Читаем Далекий гул полностью

«6 ноября 44 г… К нам каждый день прибывают на подводах беженцы из района Люк. Горе, как поглядишь на них. Будем надеяться, что нам не придется бежать, может быть, Иван так далеко не дойдет…»


Писем, помеченных декабрем, не было. Но есть еще письмо — январское, единственное. Это одинокое письмо, написанное как бы в никуда («Не знаю, достигнет ли оно тебя»), обращено к сыну с суровой последней потребностью.

Обер-ефрейтору Лотару Пауру пишет отец Якоб Паур из Розенгейма (подле Мюнхена). 8 января 1945 года (вечер):

«…Сегодня я встал в 5 часов утра и в 6 уже уехал в Мюнхен. В 14 часов я был там, но сделать ничего не смог. Из-под обломков нашей кладовой я извлек велосипед… От Восточного вокзала я направился через Людвигсбрюке к бирже. Этот путь в центр города проходит по руинам… Сводка командования сообщает, что дворцовый и королевский театры, Максимилианеум и т. д. разрушены. Но эти театры были уже так разбиты, что практически там уже нечего было разрушать, разве только что одни развалины. Горит Палата управления областного хозяйства, биржа сровнена с землей прямыми попаданиями, верхняя часть города горит, Регина пылает, Континенталь уже сгорел, отель Лейнфельер обвалился, от банковского дома Битциг чудесным образом уцелела одна стена. Не существует дом нунция, горит Центральная кредитная касса, горят Турецкие казармы… Исчезла Китайская башня, здания вблизи нее пылают, железная дорога до Пазинга взорвана… Все очень невесело и печально, особенно когда смотришь па людей, которым выпало это жестокое испытание. Множество домов видел я в пламени. Многие улицы непроходимы для машин, сквозь них можно пробираться только узкими тропинками. Во всех частях города и в окрестностях сброшено страшно много воздушных мин, и всюду разрушения огромны. Я не хочу больше смотреть, мне достаточно того, что я вижу там, где вынужден ходить.

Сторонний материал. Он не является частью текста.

//! Messages and endpoints of the internal request and reply buses.

use std::sync::Arc;
use std::sync::atomic::{AtomicBool, Ordering};

use crossbeam_channel::{Receiver, Sender};

use crate::protocol::RoutingToken;

/// Raw request bytes tagged with the connection they arrived on.
#[derive(Debug, Clone, PartialEq, Eq)]
pub(crate) struct Envelope {
    pub token: RoutingToken,
    pub payload: Vec<u8>,
}

/// Messages carried by the request bus.
///
/// `Halt` can only be produced by the pool; no client payload decodes to it.
#[derive(Debug, Clone, PartialEq, Eq)]
pub(crate) enum BusMessage {
    Request(Envelope),
    Halt,
}

/// Encoded response addressed to a connection.
#[derive(Debug, Clone, PartialEq, Eq)]
pub(crate) struct Reply {
    pub token: RoutingToken,
    pub payload: Vec<u8>,
}

/// A worker's private view of both buses.
#[derive(Debug)]
pub(crate) struct WorkerEndpoint {
    pub requests: Receiver<BusMessage>,
    pub replies: Sender<Reply>,
}

/// Raised when the request bus no longer accepts submissions.
#[derive(Debug, Clone, Copy, PartialEq, Eq, thiserror::Error)]
#[error("request bus is closed")]
pub(crate) struct BusClosed;

/// Request side of the bus handed to the frontend.
///
/// Intake is switched off when teardown begins, so connections stop queueing
/// new work before halts are sent.
#[derive(Debug, Clone)]
pub(crate) struct BusSubmitter {
    sender: Sender<BusMessage>,
    accepting: Arc<AtomicBool>,
}

impl BusSubmitter {
    pub(crate) fn new(sender: Sender<BusMessage>) -> Self {
        Self {
            sender,
            accepting: Arc::new(AtomicBool::new(true)),
        }
    }

    /// Queues a request, blocking while the bus is full.
    pub(crate) fn submit(&self, envelope: Envelope) -> Result<(), BusClosed> {
        if !self.is_accepting() {
            return Err(BusClosed);
        }
        self.sender
            .send(BusMessage::Request(envelope))
            .map_err(|_| BusClosed)
    }

    pub(crate) fn is_accepting(&self) -> bool {
        self.accepting.load(Ordering::SeqCst)
    }

    /// Stops accepting client requests. Halts can still be sent.
    pub(crate) fn close_intake(&self) {
        self.accepting.store(false, Ordering::SeqCst);
    }

    pub(crate) fn send_halt(&self) -> Result<(), BusClosed> {
        self.sender.send(BusMessage::Halt).map_err(|_| BusClosed)
    }
}

#[cfg(test)]
mod tests {
    use super::*;

    #[test]
    fn closed_intake_rejects_requests_but_not_halts() {
        let (sender, receiver) = crossbeam_channel::unbounded();
        let submitter = BusSubmitter::new(sender);
        let clone = submitter.clone();
        submitter.close_intake();

        let envelope = Envelope {
            token: RoutingToken::new(1),
            payload: b"[]".to_vec(),
        };
        assert_eq!(clone.submit(envelope), Err(BusClosed));
        submitter.send_halt().expect("halt still accepted");
        assert_eq!(receiver.try_recv(), Ok(BusMessage::Halt));
    }
}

Я настаиваю на том, чтобы мать уехала в Мелек. Я тогда буду вести бродяжническую или, лучше, цыганскую жизнь. Во всяком случае, как только дороги это позволят, я уеду на велосипеде. Я тебе уже так много писал обо всем этом, хотя изменить мы ничего не можем. Хватит. У нас разрешено только одно — молчать, а думать еще можно что хочешь. (По этой причине я, к сожалению, не мог ответить на твой вопрос о конце.) Но опять говорю тебе — сохраняй терпение и спокойствие и постарайся выйти живым из всего этого ужаса. Дорогой Лотар, много следовало бы еще написать и сказать, но оставим это и возьмем себя терпеливо в руки. Я буду делать свое дело, пока обстоятельства это позволяют, а ты делай то, что тебе поручено, и так будет правильно, потому что не в чем будет себя упрекнуть. Если я лично тоже повинен в беде и горе, то я сожалею об этом от всего сердца, даже в том случае, если я виноват только в том, что, как и все мы, не восстал против всего и позволил всему идти так, как оно шло и пришло.

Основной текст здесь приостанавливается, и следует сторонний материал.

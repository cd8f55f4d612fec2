//! Error surface for launching and supervising the daemon process.

use std::io;
use std::path::PathBuf;
use std::sync::Arc;
use std::time::SystemTimeError;

use nix::errno::Errno;
use ortho_config::OrthoError;
use thiserror::Error;

use cellar_config::{RuntimePathsError, SocketPreparationError};

use crate::bootstrap::{BootstrapError, ServeError};
use crate::transport::ListenerError;

use super::system::{DaemonizeError, ShutdownError};

/// Errors surfaced while launching or supervising the daemon process.
#[derive(Debug, Error)]
pub enum LaunchError {
    /// Configuration failed to load.
    #[error("failed to load configuration: {source}")]
    Config {
        /// Underlying loader error.
        #[source]
        source: Arc<OrthoError>,
    },
    /// Preparing the socket directory failed.
    #[error("failed to prepare daemon socket: {source}")]
    Socket {
        /// Underlying filesystem error.
        #[source]
        source: SocketPreparationError,
    },
    /// Runtime artefact paths could not be derived.
    #[error(transparent)]
    RuntimePaths(#[from] RuntimePathsError),
    /// Lock file creation failed.
    #[error("failed to create lock file '{path}': {source}")]
    LockCreate {
        /// Lock file path.
        path: PathBuf,
        /// Underlying IO error.
        #[source]
        source: io::Error,
    },
    /// A live daemon already holds the lock.
    #[error("daemon already running with pid {pid}")]
    AlreadyRunning {
        /// PID recorded by the running daemon.
        pid: u32,
    },
    /// Removing a stale lock or pid file failed.
    #[error("failed to remove stale file '{path}': {source}")]
    Cleanup {
        /// Path that could not be removed.
        path: PathBuf,
        /// Underlying IO error.
        #[source]
        source: io::Error,
    },
    /// Writing the pid or health file failed.
    #[error("failed to write runtime file '{path}': {source}")]
    RuntimeWrite {
        /// File being written.
        path: PathBuf,
        /// Underlying IO error.
        #[source]
        source: io::Error,
    },
    /// Serialising the health snapshot failed.
    #[error("failed to serialise health snapshot: {0}")]
    HealthSerialise(#[from] serde_json::Error),
    /// Obtaining the current timestamp failed.
    #[error("failed to read system time: {0}")]
    Clock(#[from] SystemTimeError),
    /// Checking the pid recorded by a previous daemon failed.
    #[error("failed to check existing process {pid}: {source}")]
    CheckProcess {
        /// PID that could not be checked.
        pid: u32,
        /// Underlying OS error.
        #[source]
        source: Errno,
    },
    /// Health updates were attempted before writing the pid file.
    #[error("pid must be written before updating health state")]
    MissingPid,
    /// Daemonisation failed.
    #[error("failed to daemonise: {0}")]
    Daemonize(#[from] DaemonizeError),
    /// Waiting for shutdown failed.
    #[error("failed to await shutdown signal: {0}")]
    Shutdown(#[from] ShutdownError),
    /// Bootstrapping the daemon failed.
    #[error("daemon bootstrap failed: {0}")]
    Bootstrap(#[from] BootstrapError),
    /// Binding the client endpoint failed.
    #[error("daemon socket listener failed: {0}")]
    Listener(#[from] ListenerError),
    /// Starting or stopping the request path failed.
    #[error("daemon serving failed: {0}")]
    Serve(#[from] ServeError),
}

impl From<Arc<OrthoError>> for LaunchError {
    fn from(source: Arc<OrthoError>) -> Self {
        Self::Config { source }
    }
}

impl From<SocketPreparationError> for LaunchError {
    fn from(source: SocketPreparationError) -> Self {
        Self::Socket { source }
    }
}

Желаю тебе счастья на твоих далеких путях. Может, годы твои потекут не так тревожно, как они начались в первые десятилетия.

Твой отец».

Только в этом, в единственном письме горестность судьбы и вина слились.

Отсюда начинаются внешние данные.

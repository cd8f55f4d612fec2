//! Wire envelopes exchanged between clients and the daemon.
//!
//! Every exchange is one JSON line in each direction. A request line is an
//! array of exactly two frames, a command descriptor followed by an opaque
//! arguments frame:
//!
//! ```json
//! [{"command":"PUT","db":"users"},{"key":"a","value":"1"}]
//! ```
//!
//! The response is an array of two frames, a header and a content map, so a
//! client can branch on the status without looking at the content:
//!
//! ```json
//! [{"status":"SUCCESS","error_code":0,"error_message":""},{}]
//! ```
//!
//! The routing token that identifies the originating connection is owned by
//! the transport. It travels beside the payload on the internal bus and never
//! appears on the wire.

mod errors;
mod request;
mod response;

pub use self::errors::{DecodeError, UnknownErrorCode};
pub use self::request::{CommandDescriptor, Operation, Request, RoutingToken};
pub use self::response::{ErrorCode, Response, ResponseContent, ResponseHeader, Status};

/// Frames in a well-formed request envelope, excluding the routing token.
pub const REQUEST_FRAMES: usize = 2;
//! Worker loop.
//!
//! A worker owns a private endpoint on both buses and serves one request at a
//! time. It blocks on the request bus; whichever idle worker receives a message
//! first handles it. The loop ends on [`BusMessage::Halt`] or when an endpoint
//! disconnects. [`WorkerState::Stopped`] is terminal.

use std::fmt;
use std::panic::{self, AssertUnwindSafe};
use std::sync::Arc;

use crossbeam_channel::Sender;
use tracing::{debug, error, trace};

use super::BROKER_TARGET;
use super::bus::{BusMessage, Envelope, Reply, WorkerEndpoint};
use super::errors::TransportError;
use crate::dispatch::CommandHandler;
use crate::health::HealthReporter;
use crate::protocol::{ErrorCode, Request, Response};

/// Index of a worker within its pool.
#[derive(Debug, Clone, Copy, PartialEq, Eq, Hash)]
pub struct WorkerId(usize);

impl WorkerId {
    pub(crate) const fn new(index: usize) -> Self {
        Self(index)
    }
}

impl fmt::Display for WorkerId {
    fn fmt(&self, formatter: &mut fmt::Formatter<'_>) -> fmt::Result {
        write!(formatter, "worker-{}", self.0)
    }
}

/// Lifecycle of a worker.
#[derive(Debug, Clone, Copy, PartialEq, Eq)]
pub enum WorkerState {
    /// Constructed but not yet receiving.
    Idle,
    /// Receiving and serving requests.
    Running,
    /// Left its loop. Never changes again.
    Stopped,
}

/// Why a worker left its loop.
#[derive(Debug, Clone, PartialEq, Eq)]
pub(crate) enum WorkerExit {
    Halted,
    Failed(TransportError),
}

pub(crate) struct Worker {
    id: WorkerId,
    state: WorkerState,
    processing: bool,
    endpoint: WorkerEndpoint,
    handler: Arc<dyn CommandHandler>,
    reporter: Arc<dyn HealthReporter>,
    // Dropped when the worker is, which the pool observes as completion.
    _done: Sender<()>,
}

impl Worker {
    pub(crate) fn new(
        id: WorkerId,
        endpoint: WorkerEndpoint,
        handler: Arc<dyn CommandHandler>,
        reporter: Arc<dyn HealthReporter>,
        done: Sender<()>,
    ) -> Self {
        Self {
            id,
            state: WorkerState::Idle,
            processing: false,
            endpoint,
            handler,
            reporter,
            _done: done,
        }
    }

    /// Serves requests until halted or disconnected.
    pub(crate) fn run(&mut self) -> WorkerExit {
        if self.state == WorkerState::Stopped {
            return WorkerExit::Halted;
        }
        self.state = WorkerState::Running;
        self.reporter.worker_started(self.id);

        let exit = loop {
            let message = match self.endpoint.requests.recv() {
                Ok(message) => message,
                Err(_) => break WorkerExit::Failed(TransportError::ReceiveDisconnected),
            };
            match message {
                BusMessage::Halt => break WorkerExit::Halted,
                BusMessage::Request(envelope) => {
                    if let Err(error) = self.serve(envelope) {
                        break WorkerExit::Failed(error);
                    }
                }
            }
        };

        self.state = WorkerState::Stopped;
        match &exit {
            WorkerExit::Halted => self.reporter.worker_halted(self.id),
            WorkerExit::Failed(error) => self.reporter.worker_failed(self.id, error),
        }
        exit
    }

    fn serve(&mut self, envelope: Envelope) -> Result<(), TransportError> {
        let Envelope { token, payload } = envelope;
        let response = match Request::decode(token, &payload) {
            Ok(request) => {
                self.processing = true;
                self.execute(&request)
            }
            Err(error) => {
                debug!(
                    target: BROKER_TARGET,
                    worker = %self.id,
                    token = %token,
                    error = %error,
                    "rejecting undecodable request"
                );
                Response::from(&error)
            }
        };

        let reply = Reply {
            token,
            payload: response.encode_or_fallback(),
        };
        trace!(target: BROKER_TARGET, worker = %self.id, token = %token, "sending reply");
        let sent = self
            .endpoint
            .replies
            .send(reply)
            .map_err(|_| TransportError::ReplyDisconnected { token });
        self.processing = false;
        sent
    }

    fn execute(&self, request: &Request) -> Response {
        panic::catch_unwind(AssertUnwindSafe(|| self.handler.handle(request))).unwrap_or_else(|_| {
            error!(
                target: BROKER_TARGET,
                worker = %self.id,
                operation = request.operation().as_str(),
                "command handler panicked"
            );
            Response::failure(ErrorCode::InternalError, "command handler panicked")
        })
    }
}

#[cfg(test)]
impl Worker {
    pub(crate) fn id(&self) -> WorkerId {
        self.id
    }

    pub(crate) fn state(&self) -> WorkerState {
        self.state
    }

    /// Whether a request is between decode and reply.
    pub(crate) fn is_processing(&self) -> bool {
        self.processing
    }
}

impl fmt::Debug for Worker {
    fn fmt(&self, formatter: &mut fmt::Formatter<'_>) -> fmt::Result {
        formatter
            .debug_struct("Worker")
            .field("id", &self.id)
            .field("state", &self.state)
            .field("processing", &self.processing)
            .finish_non_exhaustive()
    }
}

Мне бы верную долю,Городов бы не рушить,Но зато и не ведать быНи неволи, ни плена.Эсхил. Агамемнон[8]

Польское население Познани с необычайной жизнестойкостью возрождает свой город, права и честь, вроде бы и не озираясь на цитадель. Хотя лихорадят слухи, будто подземными ходами немцы из крепости проникают в город, убивают того, кто попадает под руку, чтоб завладеть гражданской одеждой, и, переодевшись, растворяются на улицах с опасными диверсионными намерениями. Была версия и попроще: теми же подземными путями немцы появляются на улицах уже переодетыми и поляки их вылавливают и отводят в штаб. Возможно, все так и было. Но в наш штаб их не приводили.

Какое-то время я приходила ночевать в квартиру семьи Бужинских и успела подружиться с пани Викторией. Ее муж работал в депо, а она портниха. И дети, дочка и сын, все эти годы — «немецкое время» — не учились. Я удивилась: разве не было школ? Я даже записала потом наш разговор в тетради:

«Были немецкие школы для поляков. Но я совсем не хотела, чтобы дети учились немецкому языку.

— Но ведь кроме немецкого языка были другие предметы?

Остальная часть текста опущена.